Car, attribuer au soldat une mission spirituelle, culturelle, politique, psychologique plus vaste que la mission de force, c'est une vision coloniale, et je ne connais pas de guerre coloniale qui a bien fini.

L'armée coloniale, qu'elle fut française, anglaise, belge ou suisse :-) séduisait les militaires justement en ceci qu'elle "ennoblissait", qu'elle étendait, leur mission, mais qu'y ont gagné leurs nations ?

Et les armées ont été en danger d'y perdre leurs âmes. Est-il nécessaire qu'un Français vous rappelle l'abaissement moral de l'armée française lors de la guerre d'Algérie ?

C'est pourquoi, si l'on me dit qu'une armée est inapte à une mission impliquant des opérations de police, une action psychologique, une conquête "des coeurs et des âmes", une "pacification",je dis que ce n'est pas l'armée qui est inadaptée, je dis que c'est la mission qui est mal choisie.

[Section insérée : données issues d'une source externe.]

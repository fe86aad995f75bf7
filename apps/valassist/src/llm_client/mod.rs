//! LLM client for every chat-completion call made by the service.
//!
//! Speaks the OpenAI-compatible `/chat/completions` protocol, so any gateway
//! exposing that surface can be configured through `LLM_API_URL`.

use std::sync::atomic::{AtomicU64, Ordering};
use std::sync::Arc;
use std::time::Duration;

use reqwest::Client;
use serde::{Deserialize, Serialize};
use thiserror::Error;
use tracing::{debug, warn};

pub const DEFAULT_API_URL: &str = "https://api.openai.com/v1";
pub const DEFAULT_MODEL: &str = "gpt-4o";
const MAX_TOKENS: u32 = 4096;
const MAX_RETRIES: u32 = 3;
const BASE_BACKOFF_MS: u64 = 1000;

#[derive(Debug, Error)]
pub enum LlmError {
    #[error("HTTP error: {0}")]
    Http(#[from] reqwest::Error),

    #[error("API error (status {status}): {message}")]
    Api { status: u16, message: String },

    #[error("Rate limited after {retries} retries")]
    RateLimited { retries: u32 },

    #[error("LLM returned empty content")]
    EmptyContent,

    #[error("Could not build prompt: {0}")]
    Prompt(#[from] serde_json::Error),
}

#[derive(Debug, Clone, PartialEq, Serialize, Deserialize)]
pub struct ChatMessage {
    pub role: String,
    pub content: String,
}

impl ChatMessage {
    pub fn system(content: impl Into<String>) -> Self {
        Self {
            role: "system".to_string(),
            content: content.into(),
        }
    }

    pub fn user(content: impl Into<String>) -> Self {
        Self {
            role: "user".to_string(),
            content: content.into(),
        }
    }
}

#[derive(Debug, Serialize)]
struct ChatRequest<'a> {
    model: &'a str,
    max_tokens: u32,
    messages: &'a [ChatMessage],
}

#[derive(Debug, Clone, Copy, Default, PartialEq, Eq, Serialize, Deserialize)]
pub struct Usage {
    pub prompt_tokens: u64,
    pub completion_tokens: u64,
    pub total_tokens: u64,
}

#[derive(Debug, Deserialize)]
struct ChatResponse {
    choices: Vec<Choice>,
    #[serde(default)]
    usage: Usage,
}

#[derive(Debug, Deserialize)]
struct Choice {
    message: ResponseMessage,
    finish_reason: Option<String>,
}

#[derive(Debug, Deserialize)]
struct ResponseMessage {
    content: Option<String>,
}

#[derive(Debug, Deserialize)]
struct ApiError {
    error: ApiErrorBody,
}

#[derive(Debug, Deserialize)]
struct ApiErrorBody {
    message: String,
}

/// Text of the first choice plus accounting for one call.
#[derive(Debug, Clone, PartialEq, Serialize)]
pub struct ChatCompletion {
    pub text: String,
    pub usage: Usage,
    pub finish_reason: Option<String>,
}

impl ChatCompletion {
    fn from_response(response: ChatResponse) -> Result<Self, LlmError> {
        let choice = response
            .choices
            .into_iter()
            .next()
            .ok_or(LlmError::EmptyContent)?;
        let text = choice
            .message
            .content
            .filter(|c| !c.trim().is_empty())
            .ok_or(LlmError::EmptyContent)?;
        Ok(Self {
            text,
            usage: response.usage,
            finish_reason: choice.finish_reason,
        })
    }

    pub fn is_truncated(&self) -> bool {
        self.finish_reason.as_deref() == Some("length")
    }
}

#[derive(Debug, Default)]
struct UsageCounters {
    prompt: AtomicU64,
    completion: AtomicU64,
    total: AtomicU64,
}

/// Shared chat-completion client. Clones share the cumulative usage counters.
#[derive(Clone)]
pub struct LlmClient {
    client: Client,
    endpoint: String,
    api_key: Option<String>,
    model: String,
    usage: Arc<UsageCounters>,
}

impl LlmClient {
    pub fn new(
        api_url: &str,
        api_key: Option<String>,
        model: impl Into<String>,
    ) -> Result<Self, LlmError> {
        Ok(Self {
            client: Client::builder().timeout(Duration::from_secs(120)).build()?,
            endpoint: format!("{}/chat/completions", api_url.trim_end_matches('/')),
            api_key: api_key.filter(|k| !k.is_empty()),
            model: model.into(),
            usage: Arc::default(),
        })
    }

    pub fn model(&self) -> &str {
        &self.model
    }

    /// Token usage summed over every successful call made through this client.
    pub fn total_usage(&self) -> Usage {
        Usage {
            prompt_tokens: self.usage.prompt.load(Ordering::Relaxed),
            completion_tokens: self.usage.completion.load(Ordering::Relaxed),
            total_tokens: self.usage.total.load(Ordering::Relaxed),
        }
    }

    fn record_usage(&self, usage: &Usage) {
        self.usage.prompt.fetch_add(usage.prompt_tokens, Ordering::Relaxed);
        self.usage
            .completion
            .fetch_add(usage.completion_tokens, Ordering::Relaxed);
        self.usage.total.fetch_add(usage.total_tokens, Ordering::Relaxed);
    }

    /// Sends one chat request.
    /// Retries on 429 (rate limit), 5xx, and connection errors with exponential backoff.
    pub async fn chat(&self, messages: &[ChatMessage]) -> Result<ChatCompletion, LlmError> {
        let request_body = ChatRequest {
            model: &self.model,
            max_tokens: MAX_TOKENS,
            messages,
        };

        let mut last_error: Option<LlmError> = None;

        for attempt in 0..MAX_RETRIES {
            if attempt > 0 {
                // Exponential backoff: 1s, 2s
                let delay = Duration::from_millis(BASE_BACKOFF_MS * (1 << (attempt - 1)));
                warn!(
                    "LLM call attempt {} failed, retrying after {}ms...",
                    attempt,
                    delay.as_millis()
                );
                tokio::time::sleep(delay).await;
            }

            let mut request = self.client.post(&self.endpoint).json(&request_body);
            if let Some(key) = &self.api_key {
                request = request.bearer_auth(key);
            }

            let response = match request.send().await {
                Ok(r) => r,
                Err(e) => {
                    last_error = Some(LlmError::Http(e));
                    continue;
                }
            };

            let status = response.status();

            if status.as_u16() == 429 || status.is_server_error() {
                let body = response.text().await.unwrap_or_default();
                warn!("LLM API returned {}: {}", status, body);
                last_error = Some(LlmError::Api {
                    status: status.as_u16(),
                    message: body,
                });
                continue;
            }

            if !status.is_success() {
                let body = response.text().await.unwrap_or_default();
                let message = serde_json::from_str::<ApiError>(&body)
                    .map(|e| e.error.message)
                    .unwrap_or(body);
                return Err(LlmError::Api {
                    status: status.as_u16(),
                    message,
                });
            }

            let completion = ChatCompletion::from_response(response.json().await?)?;
            self.record_usage(&completion.usage);

            if completion.is_truncated() {
                warn!(
                    model = %self.model,
                    completion_tokens = completion.usage.completion_tokens,
                    "LLM response truncated at max_tokens"
                );
            }
            debug!(
                "LLM call succeeded: prompt_tokens={}, completion_tokens={}",
                completion.usage.prompt_tokens, completion.usage.completion_tokens
            );

            return Ok(completion);
        }

        Err(last_error.unwrap_or(LlmError::RateLimited {
            retries: MAX_RETRIES,
        }))
    }
}

#[cfg(test)]
mod tests {
    use super::*;
    use axum::{http::StatusCode, routing::post, Json, Router};
    use serde_json::{json, Value};

    async fn serve(router: Router) -> String {
        let listener = tokio::net::TcpListener::bind("127.0.0.1:0").await.unwrap();
        let addr = listener.local_addr().unwrap();
        tokio::spawn(async move {
            axum::serve(listener, router).await.unwrap();
        });
        format!("http://{addr}/v1")
    }

    #[test]
    fn test_completion_from_response() {
        let response: ChatResponse = serde_json::from_value(json!({
            "choices": [{"message": {"role": "assistant", "content": "hi"}, "finish_reason": "length"}],
            "usage": {"prompt_tokens": 3, "completion_tokens": 1, "total_tokens": 4}
        }))
        .unwrap();
        let completion = ChatCompletion::from_response(response).unwrap();
        assert_eq!(completion.text, "hi");
        assert_eq!(completion.usage.total_tokens, 4);
        assert!(completion.is_truncated());
    }

    #[test]
    fn test_empty_choices_is_error() {
        let response: ChatResponse = serde_json::from_value(json!({"choices": []})).unwrap();
        assert!(matches!(
            ChatCompletion::from_response(response),
            Err(LlmError::EmptyContent)
        ));
    }

    #[tokio::test]
    async fn test_chat_accumulates_usage() {
        let router = Router::new().route(
            "/v1/chat/completions",
            post(|Json(body): Json<Value>| async move {
                assert_eq!(body["model"], "test-model");
                assert_eq!(body["messages"][0]["role"], "system");
                Json(json!({
                    "choices": [{"message": {"content": "summary"}, "finish_reason": "stop"}],
                    "usage": {"prompt_tokens": 10, "completion_tokens": 5, "total_tokens": 15}
                }))
            }),
        );
        let url = serve(router).await;
        let client = LlmClient::new(&url, Some("k".into()), "test-model").unwrap();
        let messages = [ChatMessage::system("sys"), ChatMessage::user("hello")];

        client.chat(&messages).await.unwrap();
        let completion = client.clone().chat(&messages).await.unwrap();

        assert_eq!(completion.text, "summary");
        assert_eq!(client.total_usage().total_tokens, 30);
        assert_eq!(client.total_usage().prompt_tokens, 20);
    }

    #[tokio::test]
    async fn test_client_error_is_not_retried() {
        let router = Router::new().route(
            "/v1/chat/completions",
            post(|| async {
                (
                    StatusCode::BAD_REQUEST,
                    Json(json!({"error": {"message": "bad model"}})),
                )
            }),
        );
        let url = serve(router).await;
        let client = LlmClient::new(&url, None, "x").unwrap();

        match client.chat(&[ChatMessage::user("hi")]).await {
            Err(LlmError::Api { status, message }) => {
                assert_eq!(status, 400);
                assert_eq!(message, "bad model");
            }
            other => panic!("expected Api error, got {other:?}"),
        }
        assert_eq!(client.total_usage(), Usage::default());
    }
}
mod catalog;
mod config;
mod equations;
mod errors;
mod llm_client;
mod routes;
mod state;
mod summary;

use anyhow::Result;
use std::net::SocketAddr;
use std::sync::Arc;
use tower::ServiceBuilder;
use tower_http::{cors::CorsLayer, trace::TraceLayer};
use tracing::info;
use tracing_subscriber::{layer::SubscriberExt, util::SubscriberInitExt, EnvFilter};

use crate::catalog::{CatalogAuth, HttpCatalogTransport, RecordFetcher};
use crate::config::Config;
use crate::equations::review::LlmReviewer;
use crate::llm_client::LlmClient;
use crate::routes::build_router;
use crate::state::AppState;
use crate::summary::LlmSummarizer;

#[tokio::main]
async fn main() -> Result<()> {
    // Load configuration first (fails on missing required env vars)
    let config = Config::from_env()?;

    // Initialize structured logging
    tracing_subscriber::registry()
        .with(EnvFilter::try_from_default_env().unwrap_or_else(|_| {
            EnvFilter::new(format!("{}={}", env!("CARGO_PKG_NAME"), &config.rust_log))
        }))
        .with(tracing_subscriber::fmt::layer())
        .init();

    info!("Starting valassist v{}", env!("CARGO_PKG_VERSION"));

    // Initialize catalog fetcher
    let auth = match &config.catalog_token {
        Some(token) => CatalogAuth::Bearer(token.clone()),
        None => CatalogAuth::Delegated,
    };
    let transport = HttpCatalogTransport::new(
        HttpCatalogTransport::default_client()?,
        config.catalog_base_url.clone(),
        auth,
    );
    let policy = config.retry_policy();
    info!(
        "Catalog client initialized ({}, up to {} attempts per record)",
        config.catalog_base_url, policy.max_attempts
    );
    let mut fetcher = RecordFetcher::new(Arc::new(transport), policy);
    if let Some(fields) = &config.fetch_batch_fields {
        fetcher = fetcher.with_batch_fields(fields.clone());
    }
    let fetcher = Arc::new(fetcher);

    // Initialize LLM client
    let llm = LlmClient::new(
        &config.llm_api_url,
        config.llm_api_key.clone(),
        config.llm_model.clone(),
    )?;
    info!("LLM client initialized (model: {})", llm.model());

    // Build app state
    let state = AppState {
        fetcher,
        reviewer: Arc::new(LlmReviewer::new(llm.clone())),
        summarizer: Arc::new(LlmSummarizer::new(llm)),
        config: config.clone(),
    };

    // Build router
    let app = build_router(state).layer(
        ServiceBuilder::new()
            .layer(TraceLayer::new_for_http())
            .layer(CorsLayer::permissive()),
    );

    let addr: SocketAddr = format!("0.0.0.0:{}", config.port).parse()?;
    info!("Listening on {addr}");

    let listener = tokio::net::TcpListener::bind(addr).await?;
    axum::serve(listener, app).await?;

    Ok(())
}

Si l'armée américaine commet des erreurs en Irak, c'est du non pas à une inaptitude des militaires mais à un mauvais choix politique initiale.

Vous pourriez me rétorquer que je peux avoir raison en théorie mais que, quelquefois, après que les erreurs politiques aient été commises, il faut bien "pacifier".

Hé bien, au fond, j'en doute, je crois que les situations de type colonial (au sens militaire) sont toujours vouées à l'impasse, simplement, on le réalise plus ou moins vite, suivant les circonstances.

Je pense que les Américains, qui sont dans une telle situation en Irak, finiront par partir sans tambours ni trompettes en laissant les Irakiens à leur foutoir. Je ne sais pas quand.

Pour conclure, je ne prends pas l'habitude de l'armée suisse de préparer une guerre "force contre force" pour un signe d'arriération, mais plutôt de sagesse. Et puis, être en retard d'une mode, c'est être en avance sur la suivante.

Ludovic Monnerat a dit…

Pour répondre à fboizard, j'ai jugé préférable d'écrire un autre billet, à la fois pour des raisons de place et pour ne pas s'écarter du thème (ce billet portait sur le comment, et pas sur le pourquoi).